WHAT TO WORK ON
Return only that part of the material below which starts with the line containing "use std::time::Duration;" and goes on through the line containing "pub fn print_table(headers: &[&str], rows: Vec<Vec<String>>)", restated exactly.

DATA RECORDS
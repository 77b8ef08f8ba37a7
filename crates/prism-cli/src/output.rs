use prism_core::Status;
use serde::Serialize;
use std::time::Duration;

pub fn print_json<T: Serialize>(value: &T) -> anyhow::Result<()> {
    let json = serde_json::to_string_pretty(value)?;
    println!("{}", json);
    Ok(())
}

pub fn print_table(headers: &[&str], rows: Vec<Vec<String>>) {
    let mut widths: Vec<usize> = headers.iter().map(|h| h.len()).collect();
    for row in &rows {
        for (i, cell) in row.iter().enumerate() {
            if i < widths.len() {
                widths[i] = widths[i].max(cell.chars().count());
            }
        }
    }

    let header_row: Vec<String> = headers
        .iter()
        .enumerate()
        .map(|(i, h)| format!("{:width$}", h, width = widths[i]))
        .collect();
    println!("{}", header_row.join("  ").trim_end());

    let sep: Vec<String> = widths.iter().map(|&w| "-".repeat(w)).collect();
    println!("{}", sep.join("  "));

    for row in &rows {
        let cells: Vec<String> = row
            .iter()
            .enumerate()
            .map(|(i, cell)| {
                let w = widths.get(i).copied().unwrap_or(0);
                format!("{:width$}", cell, width = w)
            })
            .collect();
        println!("{}", cells.join("  ").trim_end());
    }
}

/// `1h 02m 03s`, `4m 10s`, `12s`.
pub fn fmt_duration(d: Duration) -> String {
    let secs = d.as_secs();
    let (h, m, s) = (secs / 3600, (secs % 3600) / 60, secs % 60);
    if h > 0 {
        format!("{h}h {m:02}m {s:02}s")
    } else if m > 0 {
        format!("{m}m {s:02}s")
    } else {
        format!("{s}s")
    }
}

/// Status marker for tree listings.
pub fn status_mark(status: Status) -> &'static str {
    match status {
        Status::Pending => "[ ]",
        Status::InProgress => "[~]",
        Status::Blocked => "[!]",
        Status::Completed => "[x]",
    }
}
// ---------------------------------------------------------------------------
// Tests
// ---------------------------------------------------------------------------

#[cfg(test)]
mod tests {
    use super::*;

    fn p(s: &str) -> TaskPath {
        TaskPath::parse(s).unwrap()
    }

    fn sample() -> Tree {
        let mut tree = Tree::new();
        tree.add_child(&TaskPath::root(), Node::phase("alpha", "Alpha").unwrap(), None)
            .unwrap();
        tree.add_child(&p("alpha"), Node::milestone("0.1.x", "").unwrap(), None)
            .unwrap();
        tree.add_child(&p("alpha/0.1.x"), Node::block("0.1.1", "").unwrap(), None)
            .unwrap();
        tree.add_child(&p("alpha/0.1.x/0.1.1"), Node::task("data-model", "").unwrap(), None)
            .unwrap();
        tree.add_child(
            &p("alpha/0.1.x/0.1.1/data-model"),
            Node::subtask("schema", "").unwrap(),
            None,
        )
        .unwrap();
        tree.mark_clean();
        tree
    }

    #[test]
    fn add_and_get() {
        let tree = sample();
        let node = tree.get(&p("alpha/0.1.x/0.1.1/data-model/schema")).unwrap();
        assert_eq!(node.level, Level::Subtask);
        assert_eq!(tree.walk().len(), 5);
    }

    #[test]
    fn add_marks_dirty() {
        let mut tree = sample();
        assert!(!tree.is_dirty());
        tree.add_child(&p("alpha"), Node::milestone("0.2.x", "").unwrap(), None)
            .unwrap();
        assert!(tree.is_dirty());
    }

    #[test]
    fn add_rejects_wrong_level() {
        let mut tree = sample();
        let err = tree
            .add_child(&p("alpha"), Node::task("t", "").unwrap(), None)
            .unwrap_err();
        assert!(matches!(err, PrismError::Validation(_)));
    }

    #[test]
    fn add_rejects_duplicate_and_bad_position() {
        let mut tree = sample();
        assert!(matches!(
            tree.add_child(&p("alpha"), Node::milestone("0.1.x", "").unwrap(), None),
            Err(PrismError::Validation(_))
        ));
        assert!(matches!(
            tree.add_child(&p("alpha"), Node::milestone("0.2.x", "").unwrap(), Some(5)),
            Err(PrismError::Validation(_))
        ));
    }

    #[test]
    fn add_under_missing_parent() {
        let mut tree = sample();
        assert!(matches!(
            tree.add_child(&p("beta"), Node::milestone("0.1.x", "").unwrap(), None),
            Err(PrismError::NotFound(_))
        ));
    }

    #[test]
    fn add_at_position() {
        let mut tree = sample();
        tree.add_child(&p("alpha"), Node::milestone("0.0.x", "").unwrap(), Some(0))
            .unwrap();
        let ids: Vec<_> = tree
            .children(&p("alpha"))
            .unwrap()
            .iter()
            .map(|n| n.id.as_str())
            .collect();
        assert_eq!(ids, vec!["0.0.x", "0.1.x"]);
    }

    #[test]
    fn remove_cascades() {
        let mut tree = sample();
        let removed = tree.remove(&p("alpha/0.1.x/0.1.1")).unwrap();
        assert_eq!(removed.subtree_len(), 3);
        assert!(!tree.contains(&p("alpha/0.1.x/0.1.1/data-model")));
        assert!(tree.contains(&p("alpha/0.1.x")));
    }

    #[test]
    fn reparent_moves_subtree() {
        let mut tree = sample();
        tree.add_child(&p("alpha/0.1.x"), Node::block("0.1.2", "").unwrap(), None)
            .unwrap();
        let new_path = tree
            .reparent(&p("alpha/0.1.x/0.1.1/data-model"), &p("alpha/0.1.x/0.1.2"), None)
            .unwrap();
        assert_eq!(new_path, p("alpha/0.1.x/0.1.2/data-model"));
        assert!(tree.contains(&p("alpha/0.1.x/0.1.2/data-model/schema")));
        assert!(tree.children(&p("alpha/0.1.x/0.1.1")).unwrap().is_empty());
    }

    #[test]
    fn reparent_rejects_cycle_and_level() {
        let mut tree = sample();
        assert!(matches!(
            tree.reparent(&p("alpha/0.1.x"), &p("alpha/0.1.x/0.1.1"), None),
            Err(PrismError::Validation(_))
        ));
        assert!(matches!(
            tree.reparent(&p("alpha/0.1.x/0.1.1/data-model"), &p("alpha"), None),
            Err(PrismError::Validation(_))
        ));
    }

    #[test]
    fn reorder_siblings() {
        let mut tree = sample();
        tree.add_child(&p("alpha/0.1.x"), Node::block("0.1.2", "").unwrap(), None)
            .unwrap();
        tree.reorder(&p("alpha/0.1.x/0.1.2"), 0).unwrap();
        let ids: Vec<_> = tree
            .children(&p("alpha/0.1.x"))
            .unwrap()
            .iter()
            .map(|n| n.id.as_str())
            .collect();
        assert_eq!(ids, vec!["0.1.2", "0.1.1"]);
        assert!(tree.reorder(&p("alpha/0.1.x/0.1.2"), 2).is_err());
    }

    #[test]
    fn set_status_only_on_leaves() {
        let mut tree = sample();
        tree.set_status(&p("alpha/0.1.x/0.1.1/data-model/schema"), Status::Completed)
            .unwrap();
        assert!(matches!(
            tree.set_status(&p("alpha/0.1.x/0.1.1/data-model"), Status::Completed),
            Err(PrismError::Validation(_))
        ));
        assert!(matches!(
            tree.set_status(&p("alpha/0.1.x"), Status::Completed),
            Err(PrismError::Validation(_))
        ));
    }

    #[test]
    fn surviving_prefix_after_removal() {
        let mut tree = sample();
        let deep = p("alpha/0.1.x/0.1.1/data-model/schema");
        tree.remove(&p("alpha/0.1.x/0.1.1")).unwrap();
        assert_eq!(tree.surviving_prefix(&deep), p("alpha/0.1.x"));
    }
}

TASK OUTPUT
use std::time::Duration;

pub fn print_json<T: Serialize>(value: &T) -> anyhow::Result<()> {
    let json = serde_json::to_string_pretty(value)?;
    println!("{}", json);
    Ok(())
}

pub fn print_table(headers: &[&str], rows: Vec<Vec<String>>) {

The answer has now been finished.